Empty Arms Bereavement

The Invisible Sibling

Healing a Heart
By Sara Barry

“You’re lucky you don’t have a brother.”

The seven-year-old we had just met on the trail grumbled to my seven-year-old. No response, but the one in my head:

“But she does.”

My girls do have a brother. They just don’t know what it’s like to have one who bickers with them and chases them and bugs them. They have never sputtered in a fit of anger, “I wish I didn’t have a brother.” They also don’t know what it is like to have a brother share his legos or chase them in a game of tag.

My girls do have a brother, and what that looks like has changed and morphed over time.

Back when we changed diapers before bed, my husband would pull a picture of Henry down off the shelf and the girls would say goodnight. Some days they’d ask for the picture. Some days they kissed it. It was a tradition I loved, but I told myself not to get too attached, to let them decide. One day they stopped asking for the picture. We stopped getting dressed in the bathroom or we were rushed and getting to bed late or their ideas changed. Like so many things, it was what we did for a while, and then it wasn’t.

“We have five people in our family. Two boys and three girls,” the little one likes to say. She counts them off on her fingers. “Mom, me, and Kathleen are girls. Plus dad and . . . “ Are you expecting her to say Henry here? It would make a sweet story, but really she says, “Roscoe.” Our dog.

Some days Kathleen will remind her to add Henry. Some days she doesn’t. I can live with this. They know he is part of our family even if he isn’t here to count. I can live with this because they’ve also said, “I’m sad I never got to meet Henry.” I can live with this because I don’t want them to be crushed by his loss, because I can’t expect them to hold the same space for him that I do.

Before they were born, early in my grief, I needed to know Henry wouldn’t be forgotten. I wondered and worried about how I would make him real to kids who had never known him. I looked to other people for their stories. When Kathleen came along, and then Elizabeth, I stopped worrying about how to introduce them to this baby brother they hadn’t met and would never know. We simply talked about him. We showed pictures like we did with lots of family members. “That’s mommy. That’s Nana. That’s Henry.” We named him. We told stories and visited the cemetery. I cried and told them why.

I don’t know what effect having a brother who died before they could meet him has or will have on my kids. I’m curious if his death will hit them some day as their concept of death changes or what being exposed to death so early means for them. I do my best to let them know that I love Henry even though he’s not here and that I love them deeply and all the time. I show them know it is okay to be sad and to express that sadness, and I share the great joy and beauty around us even with sadness. We talk about Henry simply as part of our family.

So when somebody asks, as a friend did not so long ago, “Who’s that baby in that picture?” my girls reply nonchalantly, “That’s Henry. That’s my brother.”

So, little girl on the trail, you’re wrong. My daughters are not lucky they don’t have a brother, because they have one.
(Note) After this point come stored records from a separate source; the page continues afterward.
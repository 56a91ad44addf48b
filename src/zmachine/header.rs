//! Game file [header](https://inform-fiction.org/zmachine/standards/z1point1/sect11.html)
use crate::{error::*, fatal_error};

use super::memory::word_value;

/// Size of the header record
pub const HEADER_SIZE: usize = 0x40;

pub enum HeaderField {
    Version = 0x00,
    Flags1 = 0x01,
    Release = 0x02,
    HighMark = 0x04,
    InitialPC = 0x06,
    Dictionary = 0x08,
    ObjectTable = 0x0A,
    GlobalTable = 0x0C,
    StaticMark = 0x0E,
    Flags2 = 0x10,
    Serial = 0x12,
    AbbreviationsTable = 0x18,
    FileLength = 0x1A,
    Checksum = 0x1C,
    InterpreterNumber = 0x1E,
    InterpreterVersion = 0x1F,
    ScreenLines = 0x20,
    ScreenColumns = 0x21,
    RoutinesOffset = 0x28,
    StringsOffset = 0x2A,
    Revision = 0x32,
}

fn field_byte(map: &[u8], field: HeaderField) -> u8 {
    map[field as usize]
}

fn field_word(map: &[u8], field: HeaderField) -> u16 {
    let a = field as usize;
    word_value(map[a], map[a + 1])
}

#[derive(Clone, Debug, PartialEq, Eq)]
/// Parsed header fields
pub struct Header {
    version: u8,
    flags1: u8,
    release: u16,
    high_mark: usize,
    initial_pc: usize,
    dictionary: usize,
    object_table: usize,
    global_table: usize,
    static_mark: usize,
    flags2: u16,
    serial: String,
    abbreviations_table: usize,
    /// File length in bytes, already scaled for the version
    file_length: usize,
    checksum: u16,
    routines_offset: usize,
    strings_offset: usize,
}

/// Scale factor for the header file length
///
/// # Arguments
/// * `version` - Z-machine version
///
/// # Returns
/// Multiplier that converts the stored length to bytes
pub fn file_length_scale(version: u8) -> usize {
    match version {
        1..=3 => 2,
        4 | 5 => 4,
        _ => 8,
    }
}

impl TryFrom<&[u8]> for Header {
    type Error = RuntimeError;

    fn try_from(map: &[u8]) -> Result<Self, Self::Error> {
        if map.len() < HEADER_SIZE {
            return fatal_error!(
                ErrorCode::InvalidHeader,
                "Game file is {} bytes, too short for a header",
                map.len()
            );
        }

        let version = field_byte(map, HeaderField::Version);
        if !(1..=8).contains(&version) {
            return fatal_error!(
                ErrorCode::UnsupportedVersion,
                "Unsupported version: {}",
                version
            );
        }

        let static_mark = field_word(map, HeaderField::StaticMark) as usize;
        if static_mark < HEADER_SIZE || static_mark > map.len() {
            return fatal_error!(
                ErrorCode::InvalidHeader,
                "Static memory mark {:#06x} outside of game file ({:#06x} bytes)",
                static_mark,
                map.len()
            );
        }

        let mut serial = String::new();
        for b in &map[HeaderField::Serial as usize..HeaderField::Serial as usize + 6] {
            serial.push(*b as char);
        }

        let header = Header {
            version,
            flags1: field_byte(map, HeaderField::Flags1),
            release: field_word(map, HeaderField::Release),
            high_mark: field_word(map, HeaderField::HighMark) as usize,
            initial_pc: field_word(map, HeaderField::InitialPC) as usize,
            dictionary: field_word(map, HeaderField::Dictionary) as usize,
            object_table: field_word(map, HeaderField::ObjectTable) as usize,
            global_table: field_word(map, HeaderField::GlobalTable) as usize,
            static_mark,
            flags2: field_word(map, HeaderField::Flags2),
            serial,
            abbreviations_table: field_word(map, HeaderField::AbbreviationsTable) as usize,
            file_length: field_word(map, HeaderField::FileLength) as usize
                * file_length_scale(version),
            checksum: field_word(map, HeaderField::Checksum),
            routines_offset: field_word(map, HeaderField::RoutinesOffset) as usize,
            strings_offset: field_word(map, HeaderField::StringsOffset) as usize,
        };

        for (name, address) in [
            ("Initial PC", header.initial_pc),
            ("Dictionary", header.dictionary),
            ("Object table", header.object_table),
            ("Global variable table", header.global_table),
        ] {
            if address >= map.len() {
                return fatal_error!(
                    ErrorCode::InvalidHeader,
                    "{} address {:#06x} outside of game file ({:#06x} bytes)",
                    name,
                    address,
                    map.len()
                );
            }
        }

        Ok(header)
    }
}

impl Header {
    pub fn version(&self) -> u8 {
        self.version
    }

    pub fn flags1(&self) -> u8 {
        self.flags1
    }

    pub fn release(&self) -> u16 {
        self.release
    }

    pub fn high_mark(&self) -> usize {
        self.high_mark
    }

    pub fn initial_pc(&self) -> usize {
        self.initial_pc
    }

    pub fn dictionary(&self) -> usize {
        self.dictionary
    }

    pub fn object_table(&self) -> usize {
        self.object_table
    }

    pub fn global_table(&self) -> usize {
        self.global_table
    }

    pub fn static_mark(&self) -> usize {
        self.static_mark
    }

    pub fn flags2(&self) -> u16 {
        self.flags2
    }

    /// Serial number, usually the compile date as `YYMMDD`
    pub fn serial(&self) -> &str {
        &self.serial
    }

    pub fn abbreviations_table(&self) -> usize {
        self.abbreviations_table
    }

    /// File length in bytes
    ///
    /// # Returns
    /// The header length scaled by version, or 0 if the header doesn't declare one
    pub fn file_length(&self) -> usize {
        self.file_length
    }

    pub fn checksum(&self) -> u16 {
        self.checksum
    }

    /// V6/7 routine offset, used when unpacking routine addresses
    pub fn routines_offset(&self) -> usize {
        self.routines_offset
    }

    /// V6/7 string offset, used when unpacking string addresses
    pub fn strings_offset(&self) -> usize {
        self.strings_offset
    }
}

#[cfg(test)]
mod tests {
    use crate::assert_ok;
    use super::*;
    use crate::test_util::test_map;

    #[test]
    fn test_try_from() {
        let mut map = test_map(3);
        map[0x02] = 0x00;
        map[0x03] = 0x58;
        map[0x12..0x18].copy_from_slice(b"880429");
        map[0x1A] = 0x04;
        map[0x1B] = 0x00;
        map[0x1C] = 0xF4;
        map[0x1D] = 0x20;
        let header = assert_ok!(Header::try_from(&map[..]));
        assert_eq!(header.version(), 3);
        assert_eq!(header.release(), 88);
        assert_eq!(header.serial(), "880429");
        assert_eq!(header.initial_pc(), 0x400);
        assert_eq!(header.object_table(), 0x200);
        assert_eq!(header.global_table(), 0x100);
        assert_eq!(header.static_mark(), 0x400);
        assert_eq!(header.file_length(), 0x800);
        assert_eq!(header.checksum(), 0xF420);
    }

    #[test]
    fn test_file_length_scale() {
        assert_eq!(file_length_scale(1), 2);
        assert_eq!(file_length_scale(3), 2);
        assert_eq!(file_length_scale(4), 4);
        assert_eq!(file_length_scale(5), 4);
        assert_eq!(file_length_scale(6), 8);
        assert_eq!(file_length_scale(8), 8);
    }

    #[test]
    fn test_file_length_v5() {
        let mut map = test_map(5);
        map[0x1A] = 0x02;
        map[0x1B] = 0x00;
        let header = assert_ok!(Header::try_from(&map[..]));
        assert_eq!(header.file_length(), 0x800);
    }

    #[test]
    fn test_too_short() {
        let map = vec![3; 0x20];
        let e = Header::try_from(&map[..]).unwrap_err();
        assert_eq!(e.code(), ErrorCode::InvalidHeader);
    }

    #[test]
    fn test_unsupported_version() {
        for v in [0, 9] {
            let map = test_map(v);
            let e = Header::try_from(&map[..]).unwrap_err();
            assert_eq!(e.code(), ErrorCode::UnsupportedVersion);
        }
    }

    #[test]
    fn test_static_mark_past_end() {
        let mut map = test_map(3);
        map[0x0E] = 0x10;
        let e = Header::try_from(&map[..]).unwrap_err();
        assert_eq!(e.code(), ErrorCode::InvalidHeader);
    }

    #[test]
    fn test_initial_pc_past_end() {
        let mut map = test_map(3);
        map[0x06] = 0x08;
        let e = Header::try_from(&map[..]).unwrap_err();
        assert_eq!(e.code(), ErrorCode::InvalidHeader);
    }
}
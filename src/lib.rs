//! A Z-machine for exploring games rather than playing them
//!
//! The machine runs until it needs input, hands output back to the host, and can snapshot and
//! restore its whole state so a host can try several commands from the same point.
#![crate_name = "zwalker"]

#[macro_use]
extern crate log;

pub mod config;
pub mod dictionary;
pub mod error;
pub mod explore;
pub mod files;
pub mod instruction;
pub mod logging;
pub mod object;
pub mod text;
pub mod zmachine;

#[cfg(test)]
pub mod test_util;
use super::*;
use crate::{
    error::RuntimeError,
    object::{self, property},
    text,
    zmachine::ZMachine,
};

pub fn jz(zmachine: &mut ZMachine, instruction: &Instruction) -> Result<usize, RuntimeError> {
    let operands = operand_values(zmachine, instruction)?;
    branch(zmachine, instruction, operands[0] == 0)
}

pub fn get_sibling(zmachine: &mut ZMachine, instruction: &Instruction) -> Result<usize, RuntimeError> {
    let operands = operand_values(zmachine, instruction)?;
    let sibling = match operands[0] {
        0 => 0,
        o => object::sibling(zmachine, o as usize)?,
    };
    store_result(zmachine, instruction, sibling as u16)?;
    branch(zmachine, instruction, sibling != 0)
}

pub fn get_child(zmachine: &mut ZMachine, instruction: &Instruction) -> Result<usize, RuntimeError> {
    let operands = operand_values(zmachine, instruction)?;
    let child = match operands[0] {
        0 => 0,
        o => object::child(zmachine, o as usize)?,
    };
    store_result(zmachine, instruction, child as u16)?;
    branch(zmachine, instruction, child != 0)
}

pub fn get_parent(zmachine: &mut ZMachine, instruction: &Instruction) -> Result<usize, RuntimeError> {
    let operands = operand_values(zmachine, instruction)?;
    let parent = match operands[0] {
        0 => 0,
        o => object::parent(zmachine, o as usize)?,
    };
    store_result(zmachine, instruction, parent as u16)?;
    Ok(instruction.next_address())
}

pub fn get_prop_len(zmachine: &mut ZMachine, instruction: &Instruction) -> Result<usize, RuntimeError> {
    let operands = operand_values(zmachine, instruction)?;
    let len = property::property_length(zmachine, operands[0] as usize)?;
    store_result(zmachine, instruction, len as u16)?;
    Ok(instruction.next_address())
}

pub fn inc(zmachine: &mut ZMachine, instruction: &Instruction) -> Result<usize, RuntimeError> {
    let operands = operand_values(zmachine, instruction)?;
    let value = zmachine.peek_variable(operands[0] as u8)? as i16;
    zmachine.set_variable_indirect(operands[0] as u8, value.wrapping_add(1) as u16)?;
    Ok(instruction.next_address())
}

pub fn dec(zmachine: &mut ZMachine, instruction: &Instruction) -> Result<usize, RuntimeError> {
    let operands = operand_values(zmachine, instruction)?;
    let value = zmachine.peek_variable(operands[0] as u8)? as i16;
    zmachine.set_variable_indirect(operands[0] as u8, value.wrapping_sub(1) as u16)?;
    Ok(instruction.next_address())
}

pub fn print_addr(zmachine: &mut ZMachine, instruction: &Instruction) -> Result<usize, RuntimeError> {
    let operands = operand_values(zmachine, instruction)?;
    let (s, _) = text::decode(zmachine, operands[0] as usize)?;
    zmachine.print(&s);
    Ok(instruction.next_address())
}

/// `call_1s` and `call_1n`
pub fn call_1(zmachine: &mut ZMachine, instruction: &Instruction) -> Result<usize, RuntimeError> {
    let operands = operand_values(zmachine, instruction)?;
    call_fn(zmachine, instruction, &operands)
}

pub fn remove_obj(zmachine: &mut ZMachine, instruction: &Instruction) -> Result<usize, RuntimeError> {
    let operands = operand_values(zmachine, instruction)?;
    if operands[0] > 0 {
        object::remove(zmachine, operands[0] as usize)?;
    }
    Ok(instruction.next_address())
}

pub fn print_obj(zmachine: &mut ZMachine, instruction: &Instruction) -> Result<usize, RuntimeError> {
    let operands = operand_values(zmachine, instruction)?;
    let name = property::short_name(zmachine, operands[0] as usize)?;
    zmachine.print(&name);
    Ok(instruction.next_address())
}

pub fn ret(zmachine: &mut ZMachine, instruction: &Instruction) -> Result<usize, RuntimeError> {
    let operands = operand_values(zmachine, instruction)?;
    zmachine.return_routine(operands[0])
}

pub fn jump(zmachine: &mut ZMachine, instruction: &Instruction) -> Result<usize, RuntimeError> {
    let operands = operand_values(zmachine, instruction)?;
    let address = instruction.next_address() as isize + (operands[0] as i16) as isize - 2;
    Ok(address as usize)
}

pub fn print_paddr(zmachine: &mut ZMachine, instruction: &Instruction) -> Result<usize, RuntimeError> {
    let operands = operand_values(zmachine, instruction)?;
    let address = zmachine.packed_string_address(operands[0]);
    let (s, _) = text::decode(zmachine, address)?;
    zmachine.print(&s);
    Ok(instruction.next_address())
}

pub fn load(zmachine: &mut ZMachine, instruction: &Instruction) -> Result<usize, RuntimeError> {
    let operands = operand_values(zmachine, instruction)?;
    let value = zmachine.peek_variable(operands[0] as u8)?;
    store_result(zmachine, instruction, value)?;
    Ok(instruction.next_address())
}

pub fn not(zmachine: &mut ZMachine, instruction: &Instruction) -> Result<usize, RuntimeError> {
    let operands = operand_values(zmachine, instruction)?;
    store_result(zmachine, instruction, !operands[0])?;
    Ok(instruction.next_address())
}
Even if they don’t really get to know him. But I know what you mean, because I wish they had a chance to wish they didn’t have a brother.

“You’re lucky you don’t have a brother,” still catches my attention, but my mind moved on by the time we caught up with the girls who had rushed ahead. Not so long ago, I would have cried or gotten really quiet. Not so long ago I would have wanted curl up in bed when we got home. Not so long ago, I might have answered that little girl aloud or seethed my answer inside. Instead I quietly acknowledge Henry in my own heart. My son. My girls’ brother.

If you have other kids, how has the loss affected them? How do you feel about the way your living children think about the baby they don’t get to grow up with? What questions or worries or wishes do you have?